* **Task**
Search the entries for the word "between". Copy every line that holds it.
-- Opening Marker --
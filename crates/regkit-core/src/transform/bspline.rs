//! B-Spline transform implementation.
//!
//! This module provides a cubic B-Spline free-form deformation transform.

use burn::tensor::backend::Backend;
use burn::tensor::{Int, Tensor};

use super::record::TransformKind;
use super::trait_::{ParametricTransform, Transform};
use crate::error::{GeometryError, Result};
use crate::image::image::physical_to_index_tensor;
use crate::image::ImageGeometry;
use crate::spatial::{direction_from_row_major, direction_to_row_major, Direction, Point, Spacing, Vector};

/// Order of the B-spline basis.
pub const SPLINE_ORDER: usize = 3;

/// Support of the cubic basis along one axis.
const SUPPORT: usize = SPLINE_ORDER + 1;

/// Slack (in control-grid units) when deciding whether a point lies inside
/// the transform domain.
const DOMAIN_TOLERANCE: f64 = 1e-4;

/// Number of mesh cells per axis for a control grid with roughly
/// `grid_physical_spacing` between nodes over `geometry`.
///
/// `cells = floor(size * spacing / grid_physical_spacing + 0.5)` clamped to
/// at least `minimum_grid_cells`; the mesh size is `cells - 1`.
pub fn bspline_mesh_size<const D: usize>(
    geometry: &ImageGeometry<D>,
    grid_physical_spacing: f64,
    minimum_grid_cells: usize,
) -> [usize; D] {
    let extent = geometry.physical_extent();
    std::array::from_fn(|axis| {
        let cells = (extent[axis] / grid_physical_spacing + 0.5).floor() as usize;
        cells.max(minimum_grid_cells).max(2) - 1
    })
}

/// B-Spline Transform (Free-form deformation).
///
/// Uses a grid of control points to define a smooth deformation field. The
/// control grid has `mesh_size + 3` nodes per axis and extends one node
/// beyond the domain on the low side, so the domain maps to continuous grid
/// indices `[1, mesh_size + 1]`.
///
/// Parameters hold every x displacement of the control grid (x-fastest node
/// order), then every y displacement, then every z displacement. Points
/// outside the domain are not displaced.
#[derive(Debug, Clone)]
pub struct BSplineTransform<B: Backend, const D: usize> {
    /// Control point displacements, `[D * num_control_points]`
    parameters: Tensor<B, 1>,
    /// Number of cells spanning the domain along each axis
    mesh_size: [usize; D],
    /// Physical location of control node (0, 0, ..)
    grid_origin: Point<D>,
    /// Spacing between control points
    grid_spacing: Spacing<D>,
    /// Orientation of the control grid
    grid_direction: Direction<D>,
}

impl<B: Backend, const D: usize> BSplineTransform<B, D> {
    /// Create a new B-Spline transform from its grid layout and parameters.
    pub fn new(
        mesh_size: [usize; D],
        grid_origin: Point<D>,
        grid_spacing: Spacing<D>,
        grid_direction: Direction<D>,
        parameters: Tensor<B, 1>,
    ) -> Result<Self> {
        for axis in 0..D {
            if mesh_size[axis] == 0 {
                return Err(GeometryError::degenerate_domain(format!("mesh has no cells along axis {}", axis)));
            }
            let value = grid_spacing[axis];
            if !(value.is_finite() && value > 0.0) {
                return Err(GeometryError::InvalidSpacing { axis, value });
            }
        }
        let expected = D * control_points(mesh_size);
        let actual = parameters.dims()[0];
        if actual != expected {
            return Err(GeometryError::ShapeMismatch {
                expected: vec![expected],
                actual: vec![actual],
            });
        }
        Ok(Self {
            parameters,
            mesh_size,
            grid_origin,
            grid_spacing,
            grid_direction,
        })
    }

    /// Identity deformation over the bounding box of `domain`'s voxel centres.
    ///
    /// Fails when the domain has zero physical length along an axis.
    pub fn over_domain(domain: &ImageGeometry<D>, mesh_size: [usize; D], device: &B::Device) -> Result<Self> {
        domain.validate()?;
        let size = domain.size();
        let spacing = domain.spacing();
        let mut grid_spacing = Spacing::<D>::zeros();
        for axis in 0..D {
            let length = (size[axis] as f64 - 1.0) * spacing[axis];
            if length <= 0.0 {
                return Err(GeometryError::degenerate_domain(format!(
                    "zero physical length along axis {}",
                    axis
                )));
            }
            if mesh_size[axis] == 0 {
                return Err(GeometryError::degenerate_domain(format!("mesh has no cells along axis {}", axis)));
            }
            grid_spacing[axis] = length / mesh_size[axis] as f64;
        }

        // One control node below the domain on every axis.
        let offset = (SPLINE_ORDER - 1) as f64 / 2.0;
        let shift = Vector::<D>::from_fn(|i, _| grid_spacing[i] * offset);
        let grid_origin = *domain.origin() - *domain.direction() * shift;

        let parameters = Tensor::<B, 1>::zeros([D * control_points(mesh_size)], device);
        Self::new(mesh_size, grid_origin, grid_spacing, *domain.direction(), parameters)
    }

    pub fn mesh_size(&self) -> [usize; D] {
        self.mesh_size
    }

    /// Number of control points along each axis.
    pub fn grid_size(&self) -> [usize; D] {
        std::array::from_fn(|axis| self.mesh_size[axis] + SPLINE_ORDER)
    }

    pub fn num_control_points(&self) -> usize {
        control_points(self.mesh_size)
    }

    pub fn grid_origin(&self) -> &Point<D> {
        &self.grid_origin
    }

    /// Get the control point spacing.
    pub fn grid_spacing(&self) -> &Spacing<D> {
        &self.grid_spacing
    }

    pub fn grid_direction(&self) -> &Direction<D> {
        &self.grid_direction
    }

    /// Control point displacements as `[num_control_points, D]`.
    pub fn coefficients(&self) -> Tensor<B, 2> {
        self.parameters
            .clone()
            .reshape([D, self.num_control_points()])
            .transpose()
    }

    /// Compute Cubic B-Spline basis functions.
    fn bspline_basis(u: Tensor<B, 1>) -> [Tensor<B, 1>; 4] {
        // u is in [0, 1)
        let one = 1.0;
        let two = 2.0;
        let three = 3.0;
        let four = 4.0;
        let six = 6.0;

        // B0 = (1-u)^3 / 6
        let one_minus_u = u.clone().neg().add_scalar(one);
        let b0 = one_minus_u.powf_scalar(three) / six;

        // B1 = (3u^3 - 6u^2 + 4) / 6
        let u2 = u.clone().powf_scalar(two);
        let u3 = u.clone().powf_scalar(three);
        let b1 = (u3.clone().mul_scalar(three) - u2.clone().mul_scalar(six)).add_scalar(four) / six;

        // B2 = (-3u^3 + 3u^2 + 3u + 1) / 6
        let b2 = (u3.clone().mul_scalar(-three) + u2.mul_scalar(three) + u.mul_scalar(three)).add_scalar(one) / six;

        // B3 = u^3 / 6
        let b3 = u3 / six;

        [b0, b1, b2, b3]
    }

    /// Compute Cubic B-Spline basis functions and stack them into a tensor [Batch, 4].
    fn compute_basis_tensor(u: Tensor<B, 1>) -> Tensor<B, 2> {
        let [b0, b1, b2, b3] = Self::bspline_basis(u);
        Tensor::cat(
            vec![
                b0.unsqueeze_dim::<2>(1),
                b1.unsqueeze_dim::<2>(1),
                b2.unsqueeze_dim::<2>(1),
                b3.unsqueeze_dim::<2>(1),
            ],
            1,
        )
    }

    /// Displacement `[Batch, D]` at physical points.
    pub fn displacement(&self, points: Tensor<B, 2>) -> Tensor<B, 2> {
        let device = points.device();
        let batch_size = points.dims()[0];
        let grid_size = self.grid_size();
        let grid_index = physical_to_index_tensor(points, &self.grid_origin, &self.grid_spacing, &self.grid_direction);

        let lower_limit = (SPLINE_ORDER - 1) as f64 / 2.0;
        let offsets = Tensor::<B, 1, Int>::from_ints([0, 1, 2, 3], &device).reshape([1, SUPPORT]);

        // Tensor-product weights and flat node indices, grown one axis at a
        // time: after axis a both are [Batch, 4^(a+1)].
        let mut inside = Tensor::<B, 1>::ones([batch_size], &device);
        let mut weights = Tensor::<B, 2>::ones([batch_size, 1], &device);
        let mut flat_index = Tensor::<B, 2, Int>::zeros([batch_size, 1], &device);
        let mut support = 1;
        let mut stride = 1i32;
        for axis in 0..D {
            let upper_limit = self.mesh_size[axis] as f64 + lower_limit;
            let coord = grid_index.clone().narrow(1, axis, 1).squeeze::<1>(1);
            inside = inside
                * coord.clone().greater_equal_elem(lower_limit - DOMAIN_TOLERANCE).float()
                * coord.clone().lower_equal_elem(upper_limit + DOMAIN_TOLERANCE).float();

            let coord = coord.clamp(lower_limit, upper_limit);
            let floor = coord.clone().floor();
            let basis = Self::compute_basis_tensor(coord - floor.clone()); // [Batch, 4]

            let start = floor.int().reshape([batch_size, 1]) - 1;
            let axis_index = (start + offsets.clone()).clamp(0, grid_size[axis] as i32 - 1) * stride; // [Batch, 4]

            weights = (weights.unsqueeze_dim::<3>(2) * basis.unsqueeze_dim::<3>(1))
                .reshape([batch_size, support * SUPPORT]);
            flat_index = (flat_index.unsqueeze_dim::<3>(2) + axis_index.unsqueeze_dim::<3>(1))
                .reshape([batch_size, support * SUPPORT]);

            support *= SUPPORT;
            stride *= grid_size[axis] as i32;
        }

        let coeffs = self
            .coefficients()
            .select(0, flat_index.reshape([batch_size * support]))
            .reshape([batch_size, support, D]);

        // Weighted sum over the support: [Batch, support, D] -> [Batch, D]
        let displacement = (coeffs * weights.reshape([batch_size, support, 1]))
            .sum_dim(1)
            .reshape([batch_size, D]);

        displacement * inside.reshape([batch_size, 1])
    }
}

impl<B: Backend, const D: usize> Transform<B, D> for BSplineTransform<B, D> {
    fn transform_points(&self, points: Tensor<B, 2>) -> Tensor<B, 2> {
        points.clone() + self.displacement(points)
    }
}

impl<B: Backend, const D: usize> ParametricTransform<B, D> for BSplineTransform<B, D> {
    const KIND: TransformKind = TransformKind::BSpline;

    fn parameters(&self) -> Tensor<B, 1> {
        self.parameters.clone()
    }

    /// Mesh size, grid origin, grid spacing, then the grid direction in
    /// row-major order.
    fn fixed_parameters(&self) -> Vec<f64> {
        let mut fixed = Vec::with_capacity(3 * D + D * D);
        fixed.extend(self.mesh_size.iter().map(|&m| m as f64));
        fixed.extend(self.grid_origin.iter().copied());
        fixed.extend(self.grid_spacing.iter().copied());
        fixed.extend(direction_to_row_major(&self.grid_direction));
        fixed
    }

    fn with_parameters(&self, parameters: Tensor<B, 1>) -> Self {
        Self {
            parameters,
            mesh_size: self.mesh_size,
            grid_origin: self.grid_origin,
            grid_spacing: self.grid_spacing,
            grid_direction: self.grid_direction,
        }
    }

    fn from_parameters(parameters: Tensor<B, 1>, fixed_parameters: &[f64]) -> Result<Self> {
        if fixed_parameters.len() != 3 * D + D * D {
            return Err(GeometryError::record_mismatch(format!(
                "bspline transform needs {} fixed parameters, got {}",
                3 * D + D * D,
                fixed_parameters.len()
            )));
        }
        let mut mesh_size = [0usize; D];
        for (axis, &value) in fixed_parameters[..D].iter().enumerate() {
            if !(value.is_finite() && value >= 1.0 && value.fract() == 0.0) {
                return Err(GeometryError::record_mismatch(format!("invalid mesh size {} along axis {}", value, axis)));
            }
            mesh_size[axis] = value as usize;
        }
        let grid_origin = Point::from(Vector::<D>::from_fn(|i, _| fixed_parameters[D + i]));
        let grid_spacing = Spacing::<D>::from_fn(|i, _| fixed_parameters[2 * D + i]);
        let grid_direction = direction_from_row_major::<D>(&fixed_parameters[3 * D..]);

        Self::new(mesh_size, grid_origin, grid_spacing, grid_direction, parameters)
    }
}

fn control_points<const D: usize>(mesh_size: [usize; D]) -> usize {
    mesh_size.iter().map(|&m| m + SPLINE_ORDER).product()
}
-- Closing Marker --
* **Output for this exercise**
/// `grid_physical_spacing` between nodes over `geometry`.
    /// Spacing between control points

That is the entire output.